Three weeks after the final inoculation, all participants were subjected to controlled human malaria infection (CHMI) via five mosquito bites infected with non-attenuated P. falciparum strain 3D7 (Pf3D7). Primary outcomes included incidence of adverse events and blood-stage parasitemia, assessed by quantitative polymerase chain reaction (qPCR). Secondary outcomes measured humoral and cellular immune responses using enzyme-linked immunosorbent assay (ELISA) and spectral flow cytometry. Eligible participants, aged 18–35 years, provided informed consent and were randomized by an independent statistician, ensuring blinding of the trial.
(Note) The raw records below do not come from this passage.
//! End-of-import resolution.
//!
//! Runs once, after every table has been streamed:
//!
//! 1. break hierarchy cycles per terminology and emit the surviving
//!    `subClassOf` edges (or a root edge) plus equivalence declarations;
//! 2. turn deferred indirect relations into `only` restrictions;
//! 3. mark predicates used mostly indirectly as `only` properties;
//! 4. close the unified ↔ original mappings with `only` restrictions.

use crate::context::ImportContext;
use crate::cycles::{break_cycles, CycleDecision, CycleResolution};
use crate::Result;
use rayon::prelude::*;
use serde::Serialize;
use std::collections::BTreeSet;
use termgraph_store::{GraphSink, Literal, StrId, Triple};
use tracing::info;

/// Hierarchy repair outcome for one terminology.
#[derive(Debug, Clone, Default, PartialEq, Eq, Serialize)]
pub struct HierarchyReport {
    pub terminology: String,
    pub concepts: usize,
    pub edges: usize,
    pub cycles: usize,
    pub dominant: usize,
    pub equivalences: usize,
    /// Raw member handles of every cycle, in resolution order.
    pub cycle_members: Vec<Vec<u32>>,
}

impl HierarchyReport {
    pub fn new(
        terminology: &str,
        concepts: usize,
        edges: usize,
        resolution: &CycleResolution,
    ) -> Self {
        let dominant = resolution
            .cycles
            .iter()
            .filter(|c| matches!(c.decision, CycleDecision::Dominant(_)))
            .count();
        Self {
            terminology: terminology.to_string(),
            concepts,
            edges,
            cycles: resolution.cycle_count(),
            dominant,
            equivalences: resolution.equivalences.len(),
            cycle_members: resolution
                .cycles
                .iter()
                .map(|c| c.members.iter().map(|m| m.raw()).collect())
                .collect(),
        }
    }
}

pub fn finalize<S: GraphSink>(ctx: &mut ImportContext<S>) -> Result<Vec<HierarchyReport>> {
    let reports = emit_hierarchies(ctx)?;
    emit_only_restrictions(ctx)?;
    emit_predicate_kinds(ctx);
    emit_unified_links(ctx)?;
    ctx.flush()?;
    Ok(reports)
}

fn emit_hierarchies<S: GraphSink>(ctx: &mut ImportContext<S>) -> Result<Vec<HierarchyReport>> {
    info!("breaking hierarchy cycles");
    let hierarchies = ctx.take_hierarchies();
    let resolutions: Vec<CycleResolution> = hierarchies
        .par_iter()
        .map(|(_, _, graph)| break_cycles(graph))
        .collect();

    let v = *ctx.vocabulary();
    let mut reports = Vec::with_capacity(hierarchies.len());
    for ((terminology, originals, graph), resolution) in hierarchies.iter().zip(&resolutions) {
        log_cycles(terminology, resolution);

        for original in originals {
            match resolution.parents_of(*original) {
                Some(parents) => {
                    for parent in parents {
                        ctx.push(Triple::new(*original, v.subclass_of, *parent));
                    }
                }
                None => ctx.push(Triple::new(*original, v.subclass_of, v.concept)),
            }
            ctx.check_flush()?;
        }
        ctx.flush()?;

        for members in &resolution.equivalences {
            emit_equivalence(ctx, members);
        }
        ctx.flush()?;

        reports.push(HierarchyReport::new(
            terminology,
            originals.len(),
            graph.edge_count(),
            resolution,
        ));
    }
    Ok(reports)
}

fn log_cycles(terminology: &str, resolution: &CycleResolution) {
    if resolution.cycles.is_empty() {
        return;
    }
    info!(
        terminology,
        cycles = resolution.cycle_count(),
        "hierarchy cycles found"
    );
    for cycle in &resolution.cycles {
        let members: Vec<u32> = cycle.members.iter().map(|m| m.raw()).collect();
        match cycle.decision {
            CycleDecision::Dominant(winner) => info!(
                terminology,
                ?members,
                winner = winner.raw(),
                "cycle rooted at its dominant member"
            ),
            CycleDecision::Equivalent => info!(
                terminology,
                ?members,
                "cycle collapsed into an equivalence class"
            ),
        }
    }
}

/// A star of `equivalentClass` edges from the smallest member.
fn emit_equivalence<S: GraphSink>(ctx: &mut ImportContext<S>, members: &BTreeSet<StrId>) {
    let equivalent_class = ctx.vocabulary().equivalent_class;
    let mut iter = members.iter();
    let Some(first) = iter.next() else {
        return;
    };
    for other in iter {
        ctx.push(Triple::new(*first, equivalent_class, *other));
    }
}

fn emit_only_restrictions<S: GraphSink>(ctx: &mut ImportContext<S>) -> Result<()> {
    let deferred = ctx.take_only_restrictions();
    info!(count = deferred.len(), "finalizing only restrictions");
    for ((subject, predicate), values) in deferred {
        ctx.restrict_only(subject, predicate, &values);
        ctx.check_flush()?;
    }
    Ok(())
}

/// Predicates asserted more often indirectly than directly are `only`
/// properties.
fn emit_predicate_kinds<S: GraphSink>(ctx: &mut ImportContext<S>) {
    let (direct, indirect) = ctx.take_predicate_uses();
    let predicates: BTreeSet<StrId> = direct.keys().chain(indirect.keys()).copied().collect();
    let marker = ctx.vocabulary().class_property_type;
    for predicate in predicates {
        let d = direct.get(&predicate).copied().unwrap_or(0);
        let i = indirect.get(&predicate).copied().unwrap_or(0);
        if i > d {
            ctx.push(Triple::new(predicate, marker, Literal::plain("only")));
        }
    }
}

fn emit_unified_links<S: GraphSink>(ctx: &mut ImportContext<S>) -> Result<()> {
    let (unified_to_originals, original_to_unifieds) = ctx.take_unified_links();
    if !ctx.extract_unified() {
        return Ok(());
    }
    info!(
        unified = unified_to_originals.len(),
        "finalizing unified concept mappings"
    );
    let v = *ctx.vocabulary();
    for (unified, originals) in unified_to_originals {
        ctx.restrict_only(unified, v.originals, &originals);
        ctx.check_flush()?;
    }
    for (original, unifieds) in original_to_unifieds {
        ctx.restrict_only(original, v.unifieds, &unifieds);
        ctx.check_flush()?;
    }
    Ok(())
}
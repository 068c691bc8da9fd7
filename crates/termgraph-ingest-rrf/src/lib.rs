//! Pipe-delimited terminology corpus ingestion (boundary adapter).
//!
//! This crate turns a multi-table RRF release (ranks, atoms, definitions,
//! hierarchies, relations, attributes, semantic types) into a concept graph
//! written to a [`termgraph_store::GraphSink`]:
//!
//! - original concepts (one per `(terminology, code)`), unified concepts and
//!   semantic types become classes;
//! - per-terminology hierarchies become `subClassOf` edges, after cycle repair;
//! - typed relations become `some`/`only` restrictions;
//! - terms, definitions and attributes become literal annotations.
//!
//! Tables are streamed one at a time, in dependency order, because later
//! tables join on atom identifiers that only the atom table defines:
//!
//! ```text
//! rank → atom → definition → hierarchy → relation → attribute → semantic types
//!                                                                   │
//!                                      cycle breaking + finalization ◄┘
//! ```
//!
//! All mutable import state lives in one explicit [`ImportContext`], passed by
//! reference into every parser and into the finalizer.

pub mod config;
pub mod context;
pub mod cycles;
pub mod finalize;
pub mod importer;
pub mod language;
pub mod parsers;
pub mod reader;
pub mod source;
pub mod table;

pub use config::ImportConfig;
pub use context::{ImportContext, TableStats, Term};
pub use cycles::{break_cycles, CycleDecision, CycleResolution, ParentGraph, ResolvedCycle};
pub use finalize::HierarchyReport;
pub use importer::{ImportReport, Importer, TableReport};
pub use reader::{Remnant, TableLines};
pub use source::{DirectorySource, MemorySource, TableSource};
pub use table::Table;

/// The pseudo-terminology whose records describe the terminologies themselves.
pub const ROOT_SOURCE: &str = "SRC";

/// Allow-list entry that turns unified-concept extraction on.
pub const UNIFIED_SOURCE: &str = "CUI";

#[derive(Debug, thiserror::Error)]
pub enum ImportError {
    #[error("IO error: {0}")]
    Io(#[from] std::io::Error),

    #[error("unknown language code `{code}` in {table} record {line}")]
    UnknownLanguage {
        code: String,
        table: Table,
        line: u64,
    },

    #[error("invalid UTF-8 in {table} record {line}")]
    InvalidUtf8 { table: Table, line: u64 },

    #[error("configuration error: {0}")]
    Config(String),

    #[error("graph store error: {0}")]
    Sink(#[from] anyhow::Error),
}

pub type Result<T> = std::result::Result<T, ImportError>;
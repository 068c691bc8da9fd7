//! Streaming N-Triples output.

use crate::{GraphSink, LiteralTag, NodeRef, Object, StrId, StringInterner, Triple};
use anyhow::{anyhow, Result};
use std::io::Write;

/// A sink that writes every appended batch straight to `writer`.
///
/// Only the interner is kept in memory; facts are not retained.
pub struct NTriplesSink<W: Write> {
    writer: W,
    interner: StringInterner,
    next_blank: u64,
    written: u64,
}

impl<W: Write> NTriplesSink<W> {
    pub fn new(writer: W) -> Self {
        Self {
            writer,
            interner: StringInterner::new(),
            next_blank: 0,
            written: 0,
        }
    }

    /// Number of facts written so far.
    pub fn written(&self) -> u64 {
        self.written
    }

    pub fn interner(&self) -> &StringInterner {
        &self.interner
    }

    pub fn into_inner(self) -> W {
        self.writer
    }
}

impl<W: Write> GraphSink for NTriplesSink<W> {
    fn intern(&mut self, iri: &str) -> StrId {
        self.interner.intern(iri)
    }

    fn new_blank_node(&mut self) -> NodeRef {
        let id = self.next_blank;
        self.next_blank += 1;
        NodeRef::Blank(id)
    }

    fn append(&mut self, batch: Vec<Triple>) -> Result<()> {
        for triple in &batch {
            write_triple(&self.interner, triple, &mut self.writer)?;
        }
        self.written += batch.len() as u64;
        Ok(())
    }

    fn finish(&mut self) -> Result<()> {
        self.writer.flush()?;
        Ok(())
    }
}

pub(crate) fn write_triple<W: Write>(
    interner: &StringInterner,
    triple: &Triple,
    writer: &mut W,
) -> Result<()> {
    write_node(interner, triple.subject, writer)?;
    writer.write_all(b" ")?;
    write_iri(interner, triple.predicate, writer)?;
    writer.write_all(b" ")?;
    match &triple.object {
        Object::Node(node) => write_node(interner, *node, writer)?,
        Object::Literal(lit) => {
            writer.write_all(b"\"")?;
            writer.write_all(escape_literal(&lit.lexical).as_bytes())?;
            writer.write_all(b"\"")?;
            match &lit.tag {
                LiteralTag::Plain => {}
                LiteralTag::Lang(lang) => write!(writer, "@{lang}")?,
                LiteralTag::Datatype(dt) => {
                    writer.write_all(b"^^")?;
                    write_iri(interner, *dt, writer)?;
                }
            }
        }
    }
    writer.write_all(b" .\n")?;
    Ok(())
}

fn write_node<W: Write>(interner: &StringInterner, node: NodeRef, writer: &mut W) -> Result<()> {
    match node {
        NodeRef::Iri(id) => write_iri(interner, id, writer),
        NodeRef::Blank(n) => {
            write!(writer, "_:b{n}")?;
            Ok(())
        }
    }
}

fn write_iri<W: Write>(interner: &StringInterner, id: StrId, writer: &mut W) -> Result<()> {
    let iri = interner
        .lookup(id)
        .ok_or_else(|| anyhow!("unknown IRI handle {}", id.raw()))?;
    write!(writer, "<{iri}>")?;
    Ok(())
}

fn escape_literal(s: &str) -> String {
    let mut out = String::with_capacity(s.len());
    for c in s.chars() {
        match c {
            '\\' => out.push_str("\\\\"),
            '"' => out.push_str("\\\""),
            '\n' => out.push_str("\\n"),
            '\r' => out.push_str("\\r"),
            '\t' => out.push_str("\\t"),
            other => out.push(other),
        }
    }
    out
}

#[cfg(test)]
mod tests {
    use super::*;
    use crate::{vocab, Literal};

    #[test]
    fn writes_nodes_and_tagged_literals() -> Result<()> {
        let mut sink = NTriplesSink::new(Vec::new());
        let a = sink.intern("http://UMLS/T1/A");
        let label = sink.intern(vocab::RDFS_LABEL);
        let bn = sink.new_blank_node();
        let ty = sink.intern(vocab::RDF_TYPE);
        let restriction = sink.intern(vocab::OWL_RESTRICTION);
        sink.append(vec![
            Triple::new(a, label, Literal::lang("Say \"hi\"", "en")),
            Triple::new(bn, ty, restriction),
        ])?;
        sink.finish()?;
        assert_eq!(sink.written(), 2);

        let text = String::from_utf8(sink.into_inner())?;
        let lines: Vec<&str> = text.lines().collect();
        assert_eq!(
            lines[0],
            concat!(
                "<http://UMLS/T1/A> <http://www.w3.org/2000/01/rdf-schema#label> ",
                "\"Say \\\"hi\\\"\"@en ."
            )
        );
        assert!(lines[1].starts_with("_:b0 <http://www.w3.org/1999/02/22-rdf-syntax-ns#type>"));
        Ok(())
    }
}
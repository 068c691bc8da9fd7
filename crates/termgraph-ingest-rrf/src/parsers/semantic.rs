//! Semantic types: `SRDEF` (the type reference table) and `MRSTY` (type
//! assignments of unified concepts).

use crate::context::ImportContext;
use termgraph_store::{GraphSink, Literal, Triple};

/// `SRDEF` record type of semantic types; relation rows (`RL`) are skipped.
const SEMANTIC_TYPE_ROW: &str = "STY";

#[derive(Debug, Clone, Copy, PartialEq, Eq)]
pub struct SemanticTypeDefinition<'a> {
    pub row_type: &'a str,
    pub tui: &'a str,
    pub name: &'a str,
    pub definition: &'a str,
    pub abbreviation: &'a str,
}

impl<'a> SemanticTypeDefinition<'a> {
    pub fn from_fields(fields: &[&'a str]) -> Self {
        Self {
            row_type: fields[0],
            tui: fields[1],
            name: fields[2],
            definition: fields[4],
            abbreviation: fields[8],
        }
    }
}

#[derive(Debug, Clone, Copy, PartialEq, Eq)]
pub struct SemanticTypeAssignment<'a> {
    pub cui: &'a str,
    pub tui: &'a str,
    pub name: &'a str,
}

impl<'a> SemanticTypeAssignment<'a> {
    pub fn from_fields(fields: &[&'a str]) -> Self {
        Self {
            cui: fields[0],
            tui: fields[1],
            name: fields[3],
        }
    }
}

pub fn parse_definition<S: GraphSink>(ctx: &mut ImportContext<S>, fields: &[&str]) {
    let record = SemanticTypeDefinition::from_fields(fields);
    if record.row_type != SEMANTIC_TYPE_ROW {
        ctx.stats.filtered += 1;
        return;
    }

    let (sem, _) = ctx.semantic_type(record.tui);
    let v = *ctx.vocabulary();
    ctx.push(Triple::new(sem, v.label, Literal::lang(record.name, "en")));
    if !record.abbreviation.is_empty() {
        ctx.push(Triple::new(sem, v.synonyms, Literal::lang(record.abbreviation, "en")));
    }
    if !record.definition.is_empty() {
        ctx.push(Triple::new(sem, v.definitions, Literal::plain(record.definition)));
    }
    ctx.stats.accepted += 1;
}

pub fn parse_assignment<S: GraphSink>(ctx: &mut ImportContext<S>, fields: &[&str]) {
    let record = SemanticTypeAssignment::from_fields(fields);

    let unified = ctx.intern_unified(record.cui);
    if !ctx.is_unified_registered(unified) {
        ctx.stats.unresolved += 1;
        return;
    }
    let (sem, created) = ctx.semantic_type(record.tui);
    let v = *ctx.vocabulary();
    if created {
        ctx.push(Triple::new(sem, v.label, Literal::plain(record.name)));
    }
    ctx.push(Triple::new(unified, v.subclass_of, sem));
    ctx.stats.accepted += 1;
}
Statistical analyzes included paired and unpaired t-tests, chi-square tests, and Mann-Whitney tests, with a significance level of 5%.
Study Results
From 13 September 2021 to 28 January 2022, 75 malaria-free adults were screened for participation in the trial, with 43 participants enrolled. No participants withdrew during stage A, while three withdrew before controlled human malaria infection in stage B. Among the participants, 51% were female, with a median age of 23 years and a median body mass index (BMI) of 24.1.
The trial reported no serious adverse events or novel infections following exposure to GA2-infected mosquitoes as confirmed by qPCR. Adverse events, mainly erythema (redness of the skin) and pruritus (itching sensation) at the bite sites, occurred similarly in the GA2, GA1 and placebo groups. Most events were mild and managed with antihistamines or topical corticosteroids. Systemic side effects, such as myalgia and headache, were rare. Two cases of elevated troponin T were assessed as unrelated to the intervention, while elevated liver function test results were attributed to antihistamine use.
In phase B, GA2 immunization provided 89% protection against CHMI, with 8 of 9 participants not developing parasitaemia. In contrast, protection was seen in 1 of 8 GA1 recipients (12%) and none in the placebo group. Time to parasitaemia differed significantly between groups, highlighting the superior efficacy of GA2.
Immunogenicity assay revealed increased antibodies against Plasmodium falciparum CSP (PfCSP) in GA2 and GA1 groups compared to baseline and placebo. However, antibody titers were similar between the GA2 and GA1 groups and did not correlate with protection. Cellular immunoassay showed higher frequencies P. falciparum-specific Cluster of Differentiation 4 Positive T cells (CD4+) and V-Delta-2 Positive Gamma Delta (Vδ2+ γδ) T cells in GA2-immunized participants. These cells displayed a proinflammatory signature, expressing interferon-γ, tumor necrosis factor alpha (TNF-α), and interleukin-2, with GA2 inducing more pluripotent T cells compared to GA1.
GA2-immunized participants showed higher levels of multifunctional CD4+ and Vδ2+ γδ T cells with an effector memory phenotype, indicating a strong immune response. This response was absent in the placebo group and less pronounced in the GA1 group.
conclusions
In summary, this trial showed that late-catch parasites (GA2) induced stronger protective immunity (89%) against malaria than early-catch parasites (GA1, 12%). GA2-induced immunity was associated with multifunctional CD4+ T cells and Vδ2+ γδ T cells, suggesting a central role for late liver stage antigens. Unlike antibodies, these cellular responses were critical for protection. GA2 showed a favorable safety profile, with no significant blood stage infections or serious adverse events.
Further studies are needed to confirm these findings in larger populations, assess durability of immunity, and assess efficacy in malaria endemic areas.